[Material for the task]:
::::::

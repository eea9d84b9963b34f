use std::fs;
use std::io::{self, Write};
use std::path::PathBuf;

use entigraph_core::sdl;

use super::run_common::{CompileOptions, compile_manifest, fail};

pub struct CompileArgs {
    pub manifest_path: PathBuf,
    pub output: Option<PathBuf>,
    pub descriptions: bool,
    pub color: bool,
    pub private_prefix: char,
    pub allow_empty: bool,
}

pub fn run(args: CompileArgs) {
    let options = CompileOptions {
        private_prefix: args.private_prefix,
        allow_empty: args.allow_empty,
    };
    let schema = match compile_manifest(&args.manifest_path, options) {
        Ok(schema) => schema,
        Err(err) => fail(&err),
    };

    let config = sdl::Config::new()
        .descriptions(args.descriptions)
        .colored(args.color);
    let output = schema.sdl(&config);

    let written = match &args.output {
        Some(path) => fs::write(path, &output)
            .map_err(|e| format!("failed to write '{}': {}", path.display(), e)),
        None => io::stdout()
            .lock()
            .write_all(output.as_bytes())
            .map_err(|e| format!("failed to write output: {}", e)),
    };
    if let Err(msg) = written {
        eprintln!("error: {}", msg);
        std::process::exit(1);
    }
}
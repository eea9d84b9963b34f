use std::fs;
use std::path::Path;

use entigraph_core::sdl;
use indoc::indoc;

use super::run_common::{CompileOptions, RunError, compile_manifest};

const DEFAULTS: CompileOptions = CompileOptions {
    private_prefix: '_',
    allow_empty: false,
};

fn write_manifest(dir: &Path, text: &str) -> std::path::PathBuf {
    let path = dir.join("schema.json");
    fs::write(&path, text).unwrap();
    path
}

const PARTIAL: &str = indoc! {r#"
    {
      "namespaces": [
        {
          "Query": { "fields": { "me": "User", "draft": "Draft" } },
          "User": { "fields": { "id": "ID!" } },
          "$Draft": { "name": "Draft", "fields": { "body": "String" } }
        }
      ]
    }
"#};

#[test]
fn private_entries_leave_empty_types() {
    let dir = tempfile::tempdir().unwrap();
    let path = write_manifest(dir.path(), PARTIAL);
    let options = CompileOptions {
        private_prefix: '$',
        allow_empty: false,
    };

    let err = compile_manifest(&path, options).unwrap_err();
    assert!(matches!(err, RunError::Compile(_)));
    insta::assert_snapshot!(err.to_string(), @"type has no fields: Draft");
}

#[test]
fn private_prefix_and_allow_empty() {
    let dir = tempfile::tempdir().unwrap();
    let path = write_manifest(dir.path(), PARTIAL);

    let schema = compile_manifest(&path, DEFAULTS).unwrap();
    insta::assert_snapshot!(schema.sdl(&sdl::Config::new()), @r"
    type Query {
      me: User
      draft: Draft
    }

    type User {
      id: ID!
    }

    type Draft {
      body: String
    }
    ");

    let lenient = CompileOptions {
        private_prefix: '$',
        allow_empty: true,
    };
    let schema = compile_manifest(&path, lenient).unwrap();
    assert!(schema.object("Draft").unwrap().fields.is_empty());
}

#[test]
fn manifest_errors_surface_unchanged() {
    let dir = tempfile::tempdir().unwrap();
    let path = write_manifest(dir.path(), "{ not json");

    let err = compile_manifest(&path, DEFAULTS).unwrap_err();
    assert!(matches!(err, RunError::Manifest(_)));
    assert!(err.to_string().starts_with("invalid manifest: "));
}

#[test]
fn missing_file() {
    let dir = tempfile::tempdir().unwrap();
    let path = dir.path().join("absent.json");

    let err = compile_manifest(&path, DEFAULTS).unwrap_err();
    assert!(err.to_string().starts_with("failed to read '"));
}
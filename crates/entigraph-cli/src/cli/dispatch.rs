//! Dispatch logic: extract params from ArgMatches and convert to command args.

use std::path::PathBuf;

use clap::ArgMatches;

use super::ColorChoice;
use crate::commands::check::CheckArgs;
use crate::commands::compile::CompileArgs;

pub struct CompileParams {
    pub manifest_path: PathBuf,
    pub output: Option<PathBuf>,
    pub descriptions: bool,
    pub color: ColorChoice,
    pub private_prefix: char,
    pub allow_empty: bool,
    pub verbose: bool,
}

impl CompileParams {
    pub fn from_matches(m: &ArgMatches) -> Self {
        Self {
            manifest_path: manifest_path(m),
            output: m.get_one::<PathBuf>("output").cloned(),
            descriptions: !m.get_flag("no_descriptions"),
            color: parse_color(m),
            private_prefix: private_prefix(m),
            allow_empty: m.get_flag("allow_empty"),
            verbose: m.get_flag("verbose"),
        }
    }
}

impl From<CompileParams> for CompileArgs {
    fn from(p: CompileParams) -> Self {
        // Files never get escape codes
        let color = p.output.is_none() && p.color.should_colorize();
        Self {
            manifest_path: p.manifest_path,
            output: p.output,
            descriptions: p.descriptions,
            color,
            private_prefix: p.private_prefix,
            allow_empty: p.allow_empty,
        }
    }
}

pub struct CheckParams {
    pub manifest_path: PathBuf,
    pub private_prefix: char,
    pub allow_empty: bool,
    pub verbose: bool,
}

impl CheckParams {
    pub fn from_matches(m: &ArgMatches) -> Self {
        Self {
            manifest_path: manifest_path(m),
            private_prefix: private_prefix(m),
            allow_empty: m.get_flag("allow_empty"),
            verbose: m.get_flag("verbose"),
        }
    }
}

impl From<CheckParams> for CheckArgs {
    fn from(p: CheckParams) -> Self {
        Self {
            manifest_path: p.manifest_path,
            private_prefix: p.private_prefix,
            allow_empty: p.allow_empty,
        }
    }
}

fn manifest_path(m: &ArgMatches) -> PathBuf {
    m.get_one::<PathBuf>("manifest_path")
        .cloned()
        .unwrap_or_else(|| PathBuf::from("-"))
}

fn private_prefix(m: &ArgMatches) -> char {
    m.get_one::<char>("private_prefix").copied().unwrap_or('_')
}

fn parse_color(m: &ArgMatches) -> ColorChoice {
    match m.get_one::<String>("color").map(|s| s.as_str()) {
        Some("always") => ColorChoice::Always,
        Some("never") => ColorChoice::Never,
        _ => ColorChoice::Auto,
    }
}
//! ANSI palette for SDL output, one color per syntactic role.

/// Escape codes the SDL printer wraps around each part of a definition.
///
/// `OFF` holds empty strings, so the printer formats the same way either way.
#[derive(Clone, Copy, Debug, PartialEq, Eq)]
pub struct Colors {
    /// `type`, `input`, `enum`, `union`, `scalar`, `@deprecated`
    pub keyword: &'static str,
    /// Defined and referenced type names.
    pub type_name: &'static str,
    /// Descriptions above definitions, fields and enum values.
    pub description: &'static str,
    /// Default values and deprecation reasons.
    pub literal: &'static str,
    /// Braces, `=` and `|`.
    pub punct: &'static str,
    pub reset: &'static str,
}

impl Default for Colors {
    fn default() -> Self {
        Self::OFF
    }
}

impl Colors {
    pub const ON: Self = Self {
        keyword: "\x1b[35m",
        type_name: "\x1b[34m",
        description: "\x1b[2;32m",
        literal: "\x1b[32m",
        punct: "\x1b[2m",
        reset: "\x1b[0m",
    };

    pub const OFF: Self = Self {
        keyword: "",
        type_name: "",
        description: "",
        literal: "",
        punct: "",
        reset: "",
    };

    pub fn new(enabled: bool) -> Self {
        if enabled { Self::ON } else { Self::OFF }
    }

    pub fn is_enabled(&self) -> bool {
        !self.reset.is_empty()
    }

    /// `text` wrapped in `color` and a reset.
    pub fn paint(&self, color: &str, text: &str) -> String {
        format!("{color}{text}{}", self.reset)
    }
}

::::::

[Exercise directions]:
Repeat back the data above, exact to the last character.

[Solved problem]:
repository eea9d84b9963b34f
use std::fs;
use std::io::{self, Write};
use std::path::PathBuf;

use entigraph_core::sdl;

use super::run_common::{CompileOptions, compile_manifest, fail};

pub struct CompileArgs {
    pub manifest_path: PathBuf,
    pub output: Option<PathBuf>,
    pub descriptions: bool,
    pub color: bool,
    pub private_prefix: char,
    pub allow_empty: bool,
}

pub fn run(args: CompileArgs) {
    let options = CompileOptions {
        private_prefix: args.private_prefix,
        allow_empty: args.allow_empty,
    };
    let schema = match compile_manifest(&args.manifest_path, options) {
        Ok(schema) => schema,
        Err(err) => fail(&err),
    };

    let config = sdl::Config::new()
        .descriptions(args.descriptions)
        .colored(args.color);
    let output = schema.sdl(&config);

    let written = match &args.output {
        Some(path) => fs::write(path, &output)
            .map_err(|e| format!("failed to write '{}': {}", path.display(), e)),
        None => io::stdout()
            .lock()
            .write_all(output.as_bytes())
            .map_err(|e| format!("failed to write output: {}", e)),
    };
    if let Err(msg) = written {
        eprintln!("error: {}", msg);
        std::process::exit(1);
    }
}
repository eea9d84b9963b34f
use std::fs;
use std::path::Path;

use entigraph_core::sdl;
use indoc::indoc;

use super::run_common::{CompileOptions, RunError, compile_manifest};

const DEFAULTS: CompileOptions = CompileOptions {
    private_prefix: '_',
    allow_empty: false,
};

fn write_manifest(dir: &Path, text: &str) -> std::path::PathBuf {
    let path = dir.join("schema.json");
    fs::write(&path, text).unwrap();
    path
}

const PARTIAL: &str = indoc! {r#"
    {
      "namespaces": [
        {
          "Query": { "fields": { "me": "User", "draft": "Draft" } },
          "User": { "fields": { "id": "ID!" } },
          "$Draft": { "name": "Draft", "fields": { "body": "String" } }
        }
      ]
    }
"#};

#[test]
fn private_entries_leave_empty_types() {
    let dir = tempfile::tempdir().unwrap();
    let path = write_manifest(dir.path(), PARTIAL);
    let options = CompileOptions {
        private_prefix: '$',
        allow_empty: false,
    };

    let err = compile_manifest(&path, options).unwrap_err();
    assert!(matches!(err, RunError::Compile(_)));
    insta::assert_snapshot!(err.to_string(), @"type has no fields: Draft");
}

#[test]
fn private_prefix_and_allow_empty() {
    let dir = tempfile::tempdir().unwrap();
    let path = write_manifest(dir.path(), PARTIAL);

    let schema = compile_manifest(&path, DEFAULTS).unwrap();
    insta::assert_snapshot!(schema.sdl(&sdl::Config::new()), @r"
    type Query {
      me: User
      draft: Draft
    }

    type User {
      id: ID!
    }

    type Draft {
      body: String
    }
    ");

    let lenient = CompileOptions {
        private_prefix: '$',
        allow_empty: true,
    };
    let schema = compile_manifest(&path, lenient).unwrap();
    assert!(schema.object("Draft").unwrap().fields.is_empty());
}

#[test]
fn manifest_errors_surface_unchanged() {
    let dir = tempfile::tempdir().unwrap();
    let path = write_manifest(dir.path(), "{ not json");

    let err = compile_manifest(&path, DEFAULTS).unwrap_err();
    assert!(matches!(err, RunError::Manifest(_)));
    assert!(err.to_string().starts_with("invalid manifest: "));
}

#[test]
fn missing_file() {
    let dir = tempfile::tempdir().unwrap();
    let path = dir.path().join("absent.json");

    let err = compile_manifest(&path, DEFAULTS).unwrap_err();
    assert!(err.to_string().starts_with("failed to read '"));
}
filename crates/entigraph-cli/src/cli/dispatch.rs
//! Dispatch logic: extract params from ArgMatches and convert to command args.

use std::path::PathBuf;

use clap::ArgMatches;

use super::ColorChoice;
use crate::commands::check::CheckArgs;
use crate::commands::compile::CompileArgs;

pub struct CompileParams {
    pub manifest_path: PathBuf,
    pub output: Option<PathBuf>,
    pub descriptions: bool,
    pub color: ColorChoice,
    pub private_prefix: char,
    pub allow_empty: bool,
    pub verbose: bool,
}

impl CompileParams {
    pub fn from_matches(m: &ArgMatches) -> Self {
        Self {
            manifest_path: manifest_path(m),
            output: m.get_one::<PathBuf>("output").cloned(),
            descriptions: !m.get_flag("no_descriptions"),
            color: parse_color(m),
            private_prefix: private_prefix(m),
            allow_empty: m.get_flag("allow_empty"),
            verbose: m.get_flag("verbose"),
        }
    }
}

impl From<CompileParams> for CompileArgs {
    fn from(p: CompileParams) -> Self {
        // Files never get escape codes
        let color = p.output.is_none() && p.color.should_colorize();
        Self {
            manifest_path: p.manifest_path,
            output: p.output,
            descriptions: p.descriptions,
            color,
            private_prefix: p.private_prefix,
            allow_empty: p.allow_empty,
        }
    }
}

pub struct CheckParams {
    pub manifest_path: PathBuf,
    pub private_prefix: char,
    pub allow_empty: bool,
    pub verbose: bool,
}

impl CheckParams {
    pub fn from_matches(m: &ArgMatches) -> Self {
        Self {
            manifest_path: manifest_path(m),
            private_prefix: private_prefix(m),
            allow_empty: m.get_flag("allow_empty"),
            verbose: m.get_flag("verbose"),
        }
    }
}

impl From<CheckParams> for CheckArgs {
    fn from(p: CheckParams) -> Self {
        Self {
            manifest_path: p.manifest_path,
            private_prefix: p.private_prefix,
            allow_empty: p.allow_empty,
        }
    }
}

fn manifest_path(m: &ArgMatches) -> PathBuf {
    m.get_one::<PathBuf>("manifest_path")
        .cloned()
        .unwrap_or_else(|| PathBuf::from("-"))
}

fn private_prefix(m: &ArgMatches) -> char {
    m.get_one::<char>("private_prefix").copied().unwrap_or('_')
}

fn parse_color(m: &ArgMatches) -> ColorChoice {
    match m.get_one::<String>("color").map(|s| s.as_str()) {
        Some("always") => ColorChoice::Always,
        Some("never") => ColorChoice::Never,
        _ => ColorChoice::Auto,
    }
}
//! ANSI palette for SDL output, one color per syntactic role.

/// Escape codes the SDL printer wraps around each part of a definition.
///
/// `OFF` holds empty strings, so the printer formats the same way either way.
#[derive(Clone, Copy, Debug, PartialEq, Eq)]
pub struct Colors {
    /// `type`, `input`, `enum`, `union`, `scalar`, `@deprecated`
    pub keyword: &'static str,
    /// Defined and referenced type names.
    pub type_name: &'static str,
    /// Descriptions above definitions, fields and enum values.
    pub description: &'static str,
    /// Default values and deprecation reasons.
    pub literal: &'static str,
    /// Braces, `=` and `|`.
    pub punct: &'static str,
    pub reset: &'static str,
}

impl Default for Colors {
    fn default() -> Self {
        Self::OFF
    }
}

impl Colors {
    pub const ON: Self = Self {
        keyword: "\x1b[35m",
        type_name: "\x1b[34m",
        description: "\x1b[2;32m",
        literal: "\x1b[32m",
        punct: "\x1b[2m",
        reset: "\x1b[0m",
    };

    pub const OFF: Self = Self {
        keyword: "",
        type_name: "",
        description: "",
        literal: "",
        punct: "",
        reset: "",
    };

    pub fn new(enabled: bool) -> Self {
        if enabled { Self::ON } else { Self::OFF }
    }

    pub fn is_enabled(&self) -> bool {
        !self.reset.is_empty()
    }

    /// `text` wrapped in `color` and a reset.
    pub fn paint(&self, color: &str, text: &str) -> String {
        format!("{color}{text}{}", self.reset)
    }
}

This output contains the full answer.